» WORK TO COMPLETE
Draw out every line with the word "String" from the listing below.

» RECORD EXTRACTS
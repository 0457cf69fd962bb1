//! Color tokens and the default theme palette.
//!
//! Tokens are opaque names. Markup output resolves them to utility class
//! names through [`color_class_names`]; painting resolves them to a concrete
//! [`Color`] through [`ColorToken::base_color`].

use crate::color::Color;
use serde::{Deserialize, Serialize};
use std::fmt;

/// Named color token from the base palette.
#[derive(Debug, Clone, Copy, PartialEq, Eq, Hash, Serialize, Deserialize)]
#[serde(rename_all = "lowercase")]
pub enum ColorToken {
    Slate,
    Gray,
    Zinc,
    Neutral,
    Stone,
    Red,
    Orange,
    Amber,
    Yellow,
    Lime,
    Green,
    Emerald,
    Teal,
    Cyan,
    Sky,
    Blue,
    Indigo,
    Violet,
    Purple,
    Fuchsia,
    Pink,
    Rose,
}

impl ColorToken {
    /// Every token, in palette order.
    pub const ALL: [Self; 22] = [
        Self::Slate,
        Self::Gray,
        Self::Zinc,
        Self::Neutral,
        Self::Stone,
        Self::Red,
        Self::Orange,
        Self::Amber,
        Self::Yellow,
        Self::Lime,
        Self::Green,
        Self::Emerald,
        Self::Teal,
        Self::Cyan,
        Self::Sky,
        Self::Blue,
        Self::Indigo,
        Self::Violet,
        Self::Purple,
        Self::Fuchsia,
        Self::Pink,
        Self::Rose,
    ];

    /// Lowercase token name as used in class names.
    #[must_use]
    pub const fn name(&self) -> &'static str {
        match self {
            Self::Slate => "slate",
            Self::Gray => "gray",
            Self::Zinc => "zinc",
            Self::Neutral => "neutral",
            Self::Stone => "stone",
            Self::Red => "red",
            Self::Orange => "orange",
            Self::Amber => "amber",
            Self::Yellow => "yellow",
            Self::Lime => "lime",
            Self::Green => "green",
            Self::Emerald => "emerald",
            Self::Teal => "teal",
            Self::Cyan => "cyan",
            Self::Sky => "sky",
            Self::Blue => "blue",
            Self::Indigo => "indigo",
            Self::Violet => "violet",
            Self::Purple => "purple",
            Self::Fuchsia => "fuchsia",
            Self::Pink => "pink",
            Self::Rose => "rose",
        }
    }

    /// The 500 shade of this token.
    #[must_use]
    pub fn base_color(&self) -> Color {
        let (r, g, b) = match self {
            Self::Slate => (0x64, 0x74, 0x8b),
            Self::Gray => (0x6b, 0x72, 0x80),
            Self::Zinc => (0x71, 0x71, 0x7a),
            Self::Neutral => (0x73, 0x73, 0x73),
            Self::Stone => (0x78, 0x71, 0x6c),
            Self::Red => (0xef, 0x44, 0x44),
            Self::Orange => (0xf9, 0x73, 0x16),
            Self::Amber => (0xf5, 0x9e, 0x0b),
            Self::Yellow => (0xea, 0xb3, 0x08),
            Self::Lime => (0x84, 0xcc, 0x16),
            Self::Green => (0x22, 0xc5, 0x5e),
            Self::Emerald => (0x10, 0xb9, 0x81),
            Self::Teal => (0x14, 0xb8, 0xa6),
            Self::Cyan => (0x06, 0xb6, 0xd4),
            Self::Sky => (0x0e, 0xa5, 0xe9),
            Self::Blue => (0x3b, 0x82, 0xf6),
            Self::Indigo => (0x63, 0x66, 0xf1),
            Self::Violet => (0x8b, 0x5c, 0xf6),
            Self::Purple => (0xa8, 0x55, 0xf7),
            Self::Fuchsia => (0xd9, 0x46, 0xef),
            Self::Pink => (0xec, 0x48, 0x99),
            Self::Rose => (0xf4, 0x3f, 0x5e),
        };
        Color::from_rgb8(r, g, b)
    }
}

impl fmt::Display for ColorToken {
    fn fmt(&self, f: &mut fmt::Formatter<'_>) -> fmt::Result {
        f.write_str(self.name())
    }
}

/// Token used when a color sequence is shorter than its segment sequence.
pub const DEFAULT_COLOR: ColorToken = ColorToken::Gray;

/// Theme default color range, applied when a widget is given no colors.
pub const DEFAULT_COLOR_RANGE: &[ColorToken] = &[
    ColorToken::Blue,
    ColorToken::Cyan,
    ColorToken::Sky,
    ColorToken::Indigo,
    ColorToken::Violet,
    ColorToken::Purple,
    ColorToken::Fuchsia,
    ColorToken::Slate,
    ColorToken::Gray,
    ColorToken::Zinc,
    ColorToken::Neutral,
    ColorToken::Stone,
    ColorToken::Red,
    ColorToken::Orange,
    ColorToken::Amber,
    ColorToken::Yellow,
    ColorToken::Lime,
    ColorToken::Green,
    ColorToken::Emerald,
    ColorToken::Teal,
    ColorToken::Pink,
    ColorToken::Rose,
];

/// Semantic role a token plays; each role picks a shade.
#[derive(Debug, Clone, Copy, PartialEq, Eq, Hash, Serialize, Deserialize)]
pub enum ColorRole {
    CanvasBackground,
    LightBackground,
    Background,
    DarkBackground,
    LightBorder,
    Border,
    Ring,
    Text,
    DarkText,
}

impl ColorRole {
    /// Palette shade used for this role.
    #[must_use]
    pub const fn shade(&self) -> u16 {
        match self {
            Self::CanvasBackground => 50,
            Self::LightBackground => 100,
            Self::Background | Self::Border | Self::Text => 500,
            Self::DarkBackground => 600,
            Self::LightBorder => 200,
            Self::Ring => 300,
            Self::DarkText => 700,
        }
    }
}

/// Utility class names for a token at one shade.
#[derive(Debug, Clone, PartialEq, Eq)]
pub struct ColorClassNames {
    /// Background color class, e.g. `bg-blue-500`
    pub bg_color: String,
    /// Text color class
    pub text_color: String,
    /// Border color class
    pub border_color: String,
    /// Ring color class
    pub ring_color: String,
    /// SVG fill class
    pub fill_color: String,
    /// SVG stroke class
    pub stroke_color: String,
}

/// Resolve a token and role to utility class names.
#[must_use]
pub fn color_class_names(token: ColorToken, role: ColorRole) -> ColorClassNames {
    let suffix = format!("{}-{}", token.name(), role.shade());
    ColorClassNames {
        bg_color: format!("bg-{suffix}"),
        text_color: format!("text-{suffix}"),
        border_color: format!("border-{suffix}"),
        ring_color: format!("ring-{suffix}"),
        fill_color: format!("fill-{suffix}"),
        stroke_color: format!("stroke-{suffix}"),
    }
}

/// Concrete colors for the chrome around the data (labels, marker ring, tooltip).
#[derive(Debug, Clone, PartialEq, Serialize, Deserialize)]
pub struct ColorPalette {
    /// Label text
    pub content: Color,
    /// Ring drawn around the marker
    pub brand_inverted: Color,
    /// Surface the widget sits on
    pub surface: Color,
    /// Tooltip background
    pub tooltip_background: Color,
    /// Tooltip text
    pub tooltip_text: Color,
}

impl Default for ColorPalette {
    fn default() -> Self {
        Self::light()
    }
}

impl ColorPalette {
    /// Light palette.
    #[must_use]
    pub fn light() -> Self {
        Self {
            content: Color::from_rgb8(0x6b, 0x72, 0x80), // gray-500
            brand_inverted: Color::WHITE,
            surface: Color::WHITE,
            tooltip_background: Color::BLACK,
            tooltip_text: Color::WHITE,
        }
    }

    /// Dark palette.
    #[must_use]
    pub fn dark() -> Self {
        Self {
            content: Color::from_rgb8(0x9c, 0xa3, 0xaf), // gray-400
            brand_inverted: Color::from_rgb8(0x03, 0x07, 0x12),
            surface: Color::from_rgb8(0x03, 0x07, 0x12), // gray-950
            tooltip_background: Color::WHITE,
            tooltip_text: Color::BLACK,
        }
    }
}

» WORKED SOLUTION
    pub bg_color: String,
    pub text_color: String,
    pub border_color: String,
    pub ring_color: String,
    pub fill_color: String,
    pub stroke_color: String,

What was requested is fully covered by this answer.